GIVEN RECORDS:
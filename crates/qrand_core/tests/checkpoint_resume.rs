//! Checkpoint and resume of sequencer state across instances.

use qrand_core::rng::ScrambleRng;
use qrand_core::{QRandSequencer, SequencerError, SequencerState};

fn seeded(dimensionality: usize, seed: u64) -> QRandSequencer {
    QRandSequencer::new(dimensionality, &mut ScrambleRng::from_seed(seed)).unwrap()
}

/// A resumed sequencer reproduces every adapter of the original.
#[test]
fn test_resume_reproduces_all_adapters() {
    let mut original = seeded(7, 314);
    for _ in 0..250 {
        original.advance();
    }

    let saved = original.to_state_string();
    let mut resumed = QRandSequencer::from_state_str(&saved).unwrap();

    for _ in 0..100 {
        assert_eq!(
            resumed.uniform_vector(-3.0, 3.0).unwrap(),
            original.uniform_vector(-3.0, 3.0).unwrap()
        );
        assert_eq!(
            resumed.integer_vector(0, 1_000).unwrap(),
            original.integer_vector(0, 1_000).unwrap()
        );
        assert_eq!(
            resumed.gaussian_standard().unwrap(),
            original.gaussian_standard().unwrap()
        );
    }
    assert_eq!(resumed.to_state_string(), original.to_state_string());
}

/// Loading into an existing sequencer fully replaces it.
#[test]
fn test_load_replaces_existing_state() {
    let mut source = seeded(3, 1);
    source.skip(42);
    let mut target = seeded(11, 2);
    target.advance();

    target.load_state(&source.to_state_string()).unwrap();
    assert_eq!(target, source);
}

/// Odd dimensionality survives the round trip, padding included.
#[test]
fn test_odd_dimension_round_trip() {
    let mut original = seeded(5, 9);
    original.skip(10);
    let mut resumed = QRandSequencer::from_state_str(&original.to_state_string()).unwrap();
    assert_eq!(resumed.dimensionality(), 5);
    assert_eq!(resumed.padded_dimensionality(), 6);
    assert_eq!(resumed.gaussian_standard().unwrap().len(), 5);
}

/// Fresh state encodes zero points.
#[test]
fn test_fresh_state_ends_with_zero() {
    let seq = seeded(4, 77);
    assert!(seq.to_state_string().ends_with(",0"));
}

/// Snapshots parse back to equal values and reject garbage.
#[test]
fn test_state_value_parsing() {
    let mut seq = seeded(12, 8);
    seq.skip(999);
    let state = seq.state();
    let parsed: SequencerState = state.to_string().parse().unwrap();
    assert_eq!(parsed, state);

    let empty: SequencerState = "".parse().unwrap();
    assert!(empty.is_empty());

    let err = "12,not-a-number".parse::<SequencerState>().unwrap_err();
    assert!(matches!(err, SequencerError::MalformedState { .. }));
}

EXERCISE REQUIREMENTS:
Restate all entries above verbatim.

ANSWER TO THIS TASK:
filename crates/qrand_core/tests/checkpoint_resume.rs
//! Checkpoint and resume of sequencer state across instances.

use qrand_core::rng::ScrambleRng;
use qrand_core::{QRandSequencer, SequencerError, SequencerState};

fn seeded(dimensionality: usize, seed: u64) -> QRandSequencer {
    QRandSequencer::new(dimensionality, &mut ScrambleRng::from_seed(seed)).unwrap()
}

/// A resumed sequencer reproduces every adapter of the original.
#[test]
fn test_resume_reproduces_all_adapters() {
    let mut original = seeded(7, 314);
    for _ in 0..250 {
        original.advance();
    }

    let saved = original.to_state_string();
    let mut resumed = QRandSequencer::from_state_str(&saved).unwrap();

    for _ in 0..100 {
        assert_eq!(
            resumed.uniform_vector(-3.0, 3.0).unwrap(),
            original.uniform_vector(-3.0, 3.0).unwrap()
        );
        assert_eq!(
            resumed.integer_vector(0, 1_000).unwrap(),
            original.integer_vector(0, 1_000).unwrap()
        );
        assert_eq!(
            resumed.gaussian_standard().unwrap(),
            original.gaussian_standard().unwrap()
        );
    }
    assert_eq!(resumed.to_state_string(), original.to_state_string());
}

/// Loading into an existing sequencer fully replaces it.
#[test]
fn test_load_replaces_existing_state() {
    let mut source = seeded(3, 1);
    source.skip(42);
    let mut target = seeded(11, 2);
    target.advance();

    target.load_state(&source.to_state_string()).unwrap();
    assert_eq!(target, source);
}

/// Odd dimensionality survives the round trip, padding included.
#[test]
fn test_odd_dimension_round_trip() {
    let mut original = seeded(5, 9);
    original.skip(10);
    let mut resumed = QRandSequencer::from_state_str(&original.to_state_string()).unwrap();
    assert_eq!(resumed.dimensionality(), 5);
    assert_eq!(resumed.padded_dimensionality(), 6);
    assert_eq!(resumed.gaussian_standard().unwrap().len(), 5);
}

/// Fresh state encodes zero points.
#[test]
fn test_fresh_state_ends_with_zero() {
    let seq = seeded(4, 77);
    assert!(seq.to_state_string().ends_with(",0"));
}

/// Snapshots parse back to equal values and reject garbage.
#[test]
fn test_state_value_parsing() {
    let mut seq = seeded(12, 8);
    seq.skip(999);
    let state = seq.state();
    let parsed: SequencerState = state.to_string().parse().unwrap();
    assert_eq!(parsed, state);

    let empty: SequencerState = "".parse().unwrap();
    assert!(empty.is_empty());

    let err = "12,not-a-number".parse::<SequencerState>().unwrap_err();
    assert!(matches!(err, SequencerError::MalformedState { .. }));
}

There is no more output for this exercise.